When we teach at the college level, our fundamental approach is to try to help students think about how they know what they know. We hope to teach them to critique what they learn, in classes or by reading, about science, to understand what's assumption, what's accepted without a solid foundation, what's probably believable, and how to tell the difference. In a nutshell, I guess, we try to teach critical thinking. I think 7th graders are open to learning this way, too. Some will find it difficult, but some college students resist, too.

Anonymous said...

"After all, they have the same IQ as their parents and teachers, just less experience!"

"I guess, we try to teach critical thinking. I think 7th graders are open to learning this way, too. Some will find it difficult, but some college students resist, too."

Thank you. I know there must be many others who feel as both of you have stated here. But it is nice for me to see someone actually gets it.
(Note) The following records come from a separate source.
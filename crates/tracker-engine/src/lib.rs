//! Price tracking cycle and scheduler.

mod outcome;
mod scheduler;
mod tracker;

pub use outcome::CycleOutcome;
pub use scheduler::{Scheduler, MAX_INTERVAL_HOURS};
pub use tracker::{is_drop, Tracker};

#[cfg(test)]
mod testing;
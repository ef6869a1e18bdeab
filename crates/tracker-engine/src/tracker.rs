//! The price tracking cycle.

use futures::FutureExt;
use std::any::Any;
use std::panic::AssertUnwindSafe;
use std::sync::Arc;
use tracker_core::traits::{HistoryStore, Notifier, PageFetcher, PriceExtractor, Reporter};
use tracker_core::types::{Price, ProductRef};

use crate::outcome::CycleOutcome;

/// Whether `current` counts as a price drop against the last logged price.
///
/// Without a baseline every price is a drop. Equal prices are not.
#[inline]
pub fn is_drop(current: Price, last: Option<Price>) -> bool {
    match last {
        None => true,
        Some(last) => current < last,
    }
}

/// Tracks the price of one product.
///
/// Each call to [`Tracker::run_cycle`] fetches the page, extracts the price,
/// compares it with the last logged price and, on a drop, records it and sends
/// an alert. The tracker holds no timing state; scheduling is the caller's job.
pub struct Tracker {
    product: ProductRef,
    fetcher: Arc<dyn PageFetcher>,
    extractor: Arc<dyn PriceExtractor>,
    history: Arc<dyn HistoryStore>,
    notifier: Arc<dyn Notifier>,
    reporter: Arc<dyn Reporter>,
}

impl Tracker {
    /// Create a tracker for `product`.
    pub fn new(
        product: ProductRef,
        fetcher: Arc<dyn PageFetcher>,
        extractor: Arc<dyn PriceExtractor>,
        history: Arc<dyn HistoryStore>,
        notifier: Arc<dyn Notifier>,
        reporter: Arc<dyn Reporter>,
    ) -> Self {
        Self {
            product,
            fetcher,
            extractor,
            history,
            notifier,
            reporter,
        }
    }

    /// Get the tracked product.
    pub fn product(&self) -> &ProductRef {
        &self.product
    }

    /// Run one tracking cycle.
    ///
    /// Never fails: fetch, store and notification errors are reported and
    /// folded into the outcome, and a panic inside the cycle is caught and
    /// returned as [`CycleOutcome::Aborted`].
    pub async fn run_cycle(&self) -> CycleOutcome {
        self.reporter.info(&format!(
            "Starting price tracking cycle for {} (fetcher: {}, extractor: {}, notifier: {})",
            self.product,
            self.fetcher.name(),
            self.extractor.name(),
            self.notifier.name()
        ));

        let outcome = match AssertUnwindSafe(self.cycle()).catch_unwind().await {
            Ok(outcome) => outcome,
            Err(payload) => {
                let reason = panic_message(payload.as_ref());
                self.reporter
                    .error(&format!("Error in price tracking: {}", reason));
                CycleOutcome::Aborted { reason }
            }
        };

        self.reporter
            .info(&format!("Price tracking cycle finished: {}", outcome));
        outcome
    }

    async fn cycle(&self) -> CycleOutcome {
        let content = match self.fetcher.fetch(&self.product).await {
            Ok(content) => content,
            Err(e) => {
                self.reporter
                    .warn(&format!("Failed to retrieve the current price: {}", e));
                return CycleOutcome::FetchFailed {
                    reason: e.to_string(),
                };
            }
        };

        let Some(current) = self.extractor.extract(&content) else {
            self.reporter
                .warn("Failed to retrieve the current price: no price found on the page");
            return CycleOutcome::PriceUnavailable;
        };
        self.reporter
            .info(&format!("Fetched current price: ${}", current));

        let last = self.last_logged_price();

        if !is_drop(current, last) {
            let last = last.unwrap_or(current);
            self.reporter.info(&format!(
                "No alert sent as current price ${} is not below last logged price ${}",
                current, last
            ));
            return CycleOutcome::Unchanged {
                price: current,
                last,
            };
        }

        if let Some((previous, amount)) =
            last.and_then(|previous| current.drop_from(previous).map(|amount| (previous, amount)))
        {
            self.reporter.info(&format!(
                "Price dropped by ${} from last logged price ${}",
                amount, previous
            ));
        }

        let recorded = match self.history.append(current) {
            Ok(_) => true,
            Err(e) => {
                self.reporter.error(&format!("Error logging price: {}", e));
                false
            }
        };

        let notified = match self.notifier.notify(current, &self.product).await {
            Ok(()) => {
                self.reporter
                    .info(&format!("Sent price drop alert for price: ${}", current));
                true
            }
            Err(e) => {
                self.reporter
                    .error(&format!("Error sending price alert: {}", e));
                false
            }
        };

        CycleOutcome::Dropped {
            price: current,
            previous: last,
            recorded,
            notified,
        }
    }

    /// Last logged price; unreadable history counts as none.
    fn last_logged_price(&self) -> Option<Price> {
        match self.history.latest() {
            Ok(Some(observation)) => Some(observation.price),
            Ok(None) => {
                self.reporter
                    .info("No price history yet, treating as first run");
                None
            }
            Err(e) => {
                self.reporter.warn(&format!(
                    "Price history unusable ({}), treating as first run",
                    e
                ));
                None
            }
        }
    }
}

fn panic_message(payload: &(dyn Any + Send)) -> String {
    if let Some(s) = payload.downcast_ref::<&str>() {
        s.to_string()
    } else if let Some(s) = payload.downcast_ref::<String>() {
        s.clone()
    } else {
        "cycle panicked".to_string()
    }
}
//! Configuration management.

mod settings;

pub use settings::{
    AppConfig, AppSettings, EmailSettings, FetchSettings, HistorySettings, LoggingConfig,
    ProductSettings, ScheduleSettings,
};

use config::{Config, ConfigError, Environment, File};
use std::path::Path;

/// Load configuration from file and environment.
///
/// Environment variables use the `PRICE_TRACKER` prefix with `__` between
/// sections, e.g. `PRICE_TRACKER__SCHEDULE__INTERVAL_HOURS=6`.
pub fn load_config(path: &Path) -> Result<AppConfig, ConfigError> {
    let config = Config::builder()
        .add_source(File::from(path).required(true))
        .add_source(
            Environment::with_prefix("PRICE_TRACKER")
                .separator("__")
                .try_parsing(true),
        )
        .build()?;

    config.try_deserialize()
}
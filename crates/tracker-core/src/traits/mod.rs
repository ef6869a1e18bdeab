//! Core traits for the price tracker.

mod extractor;
mod fetcher;
mod history;
mod notifier;
mod reporter;

pub use extractor::PriceExtractor;
pub use fetcher::PageFetcher;
pub use history::HistoryStore;
pub use notifier::Notifier;
pub use reporter::{ReportLevel, Reporter};
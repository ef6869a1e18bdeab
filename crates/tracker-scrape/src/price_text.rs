//! Reduction of displayed price text to a number.

use tracker_core::types::Price;

/// Reduce displayed price text such as `"₹79,990"` or `"$1,299.99"` to a price.
///
/// Takes the first run of digits with its `,` thousands separators and `.`
/// decimal point, ignoring currency symbols around it. Yields `None` for text
/// without digits, a minus sign anywhere before the number, a `,` after the
/// decimal point (as in `"1.299,00"`), or a number followed by `%`.
pub fn clean_price_text(text: &str) -> Option<Price> {
    let start = text.find(|c: char| c.is_ascii_digit())?;

    if text[..start].contains('-') {
        return None;
    }

    let end = text[start..]
        .find(|c: char| !(c.is_ascii_digit() || c == ',' || c == '.'))
        .map_or(text.len(), |offset| start + offset);
    let number = &text[start..end];

    if text[end..].starts_with('%') {
        return None;
    }
    if let Some(dot) = number.find('.') {
        if number[dot..].contains(',') {
            return None;
        }
    }

    let digits: String = number.chars().filter(|c| *c != ',').collect();
    Price::parse(digits.trim_end_matches('.'))
}
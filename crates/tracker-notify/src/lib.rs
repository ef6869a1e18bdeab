//! Price drop alert delivery.

mod email;
mod log_notifier;
mod message;

pub use email::{EmailConfig, EmailNotifier};
pub use log_notifier::LogNotifier;
pub use message::{alert_body, alert_subject};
The idea that children and teachers are more than the sum of their test scores.

Both of your points are given nothing but lip service when it comes to the education legislation (NCLB) and common core standards movement.

What reading your entries on Mendel have done for me is to help look a little deeper and plan to do more with my teaching of genetics this year.

By the way if you are interested I came to your blogg via Pharyngula-Sandwalk (Larry Moran) Carnival of Evolution-The Mermaids Tale.

You both confirm and remind me to do what I "feel" is the most beneficial for my students 1) they are 12 so my number one goal is to build a relationship with them as individuals (not be their friend) but trust is an issue; 2) help them to think critically and be skeptical of what they read and what I teach and if that carries over to other places so be it but they can safely practice by learning to ask questions in their science class 3) see writing as a way to communicate thinking. That is a beginning.

One last thing that I liked about reading the Mendel posts was the idea of uniqueness also stated here in forward to Hermann Hesse's Demian:

But every man is more than just himself; he also represents the unique, the very special and always significant and remarkable point at which the world’s phenomena intersect, only once in this way and never again.

This may be another way to help my students grasp how they can integrate what we are learning in science with other interests they may have such as a interest in literature (ok my interest in literature).

Ken Weiss said...

The country desperately needs more of you! Critical thinking involves synthesis--even across science and literature--and less haste and less immediate material gain.

Teaching dogma rather than at least reasonable levels of critical thinking leads to illusions and then to other ideologies. People as a whole may want simple truths to live by, but at least being aware of the subtleties is an important tempering factor.

Of course all scientists are wrong to some extent, because Nature is complex and we are puny by comparison. Knowing that, it should not be beyond students' grasp simply to know that scientists use current ideas as a framework, and the best scientists are humbly aware of that.


If we lose all of our nuances, we may have huge 3D TV sets, but we'll have fewer dimensions inside ourselves.

Anne Buchanan said...

We appreciate your comments, thanks. And of course, it's not just science teachers that should be teaching critical thinking!

Holly Dunsworth said...

Of course I love the parallel between winner-take-all evolutionary theory and dominant alleles. Awesome.